Disclosure: I worked for the Lamont campaign doing web design and production and some writing for the official blog (from 9/5/06 to 11/07/06).
Tuesday, October 24, 2006
The "Stay the Course" Course
Bush and Joe stopped using the phrase. At about the same time. When it became politically unpopular.
The White House said Monday that President Bush was no longer using the phrase “stay the course” when speaking about the Iraq war, in a new effort to emphasize flexibility in the face of some of the bloodiest violence there since the 2003 invasion.
“He stopped using it,” said Tony Snow, the White House press secretary. “It left the wrong impression about what was going on and it allowed critics to say, ‘Well, here’s an administration that’s just embarked upon a policy and not looking at what the situation is,’ when, in fact, it is the opposite.”
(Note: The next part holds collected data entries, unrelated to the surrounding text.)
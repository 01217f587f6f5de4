use crate::error::ScanError;
use percent_encoding::percent_decode_str;
use serde::{Deserialize, Serialize};

#[derive(Debug, Clone, PartialEq, Eq)]
pub struct RawScanResult(String);

impl RawScanResult {
    pub fn new(text: impl Into<String>) -> Self {
        Self(text.into())
    }

    pub fn from_decoded(decoded: Option<String>) -> Result<Self, ScanError> {
        match decoded {
            Some(text) if !text.trim().is_empty() => Ok(Self(text)),
            Some(_) => Err(ScanError::DecodeFailure("decoder returned blank text".to_string())),
            None => Err(ScanError::DecodeFailure("no QR code found".to_string())),
        }
    }

    pub fn as_str(&self) -> &str {
        &self.0
    }
}

#[derive(Debug, Clone, PartialEq, Eq, Hash, PartialOrd, Ord, Serialize, Deserialize)]
#[serde(transparent)]
pub struct PayeeIdentifier(String);

impl PayeeIdentifier {
    pub fn as_str(&self) -> &str {
        &self.0
    }

    pub fn is_empty(&self) -> bool {
        self.0.is_empty()
    }

    pub fn require_non_empty(self) -> Result<Self, ScanError> {
        if self.0.is_empty() {
            return Err(ScanError::EmptyIdentifier);
        }
        Ok(self)
    }
}

impl std::fmt::Display for PayeeIdentifier {
    fn fmt(&self, f: &mut std::fmt::Formatter<'_>) -> std::fmt::Result {
        f.write_str(&self.0)
    }
}

#[derive(Debug, Clone, PartialEq, Serialize)]
pub struct ScanDetails {
    pub payee: PayeeIdentifier,
    pub amount: Option<String>,
}

pub trait QrDecoder: Send + Sync {
    fn decode(&self, image: &[u8]) -> Option<String>;
}

pub fn decode_image(decoder: &dyn QrDecoder, image: &[u8]) -> Result<RawScanResult, ScanError> {
    RawScanResult::from_decoded(decoder.decode(image))
}

pub fn extract(raw: &RawScanResult) -> PayeeIdentifier {
    match query_param(raw.as_str(), "pa") {
        Some(value) => PayeeIdentifier(decode_component(value)),
        None => PayeeIdentifier(raw.as_str().to_string()),
    }
}

pub fn extract_details(raw: &RawScanResult) -> ScanDetails {
    ScanDetails {
        payee: extract(raw),
        amount: query_param(raw.as_str(), "am").map(decode_component),
    }
}

// First `key=` that starts the text or follows `?` or `&`; value runs until `&` or end of text.
fn query_param<'a>(text: &'a str, key: &str) -> Option<&'a str> {
    let needle = format!("{}=", key);
    let (idx, _) = text
        .match_indices(&needle)
        .find(|(idx, _)| *idx == 0 || matches!(text.as_bytes()[idx - 1], b'?' | b'&'))?;
    let rest = &text[idx + needle.len()..];
    let end = rest.find('&').unwrap_or(rest.len());
    Some(&rest[..end])
}

fn decode_component(value: &str) -> String {
    percent_decode_str(value).decode_utf8_lossy().into_owned()
}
Senator Joseph I. Lieberman has used the phrase “stay the course” several times in discussing the war in Iraq in recent years, echoing a key phrase of the White House, contrary to an article published today in The Times.
The article used a database to analyze hundreds of Mr. Lieberman’s war-related comments since 2001. It pointed out that Ned Lamont, the Democratic nominee for United States Senate, frequently criticized Mr. Lieberman for being a strong supporter of the Bush Administration’s “stay the course” policy on Iraq, and said that in the statements reviewed the senator never actually uttered that phrase.
In fact, Mr. Lieberman has used the phrase at least half a dozen times over the last two years, during a presidential debate and in several television interviews — including several instances that were covered in The Times database. As recently as November 2005, upon returning from a trip to Iraq, for instance, he said on CNN’s American Morning that he agreed with the administration’s view that it was necessary to “stay the course.”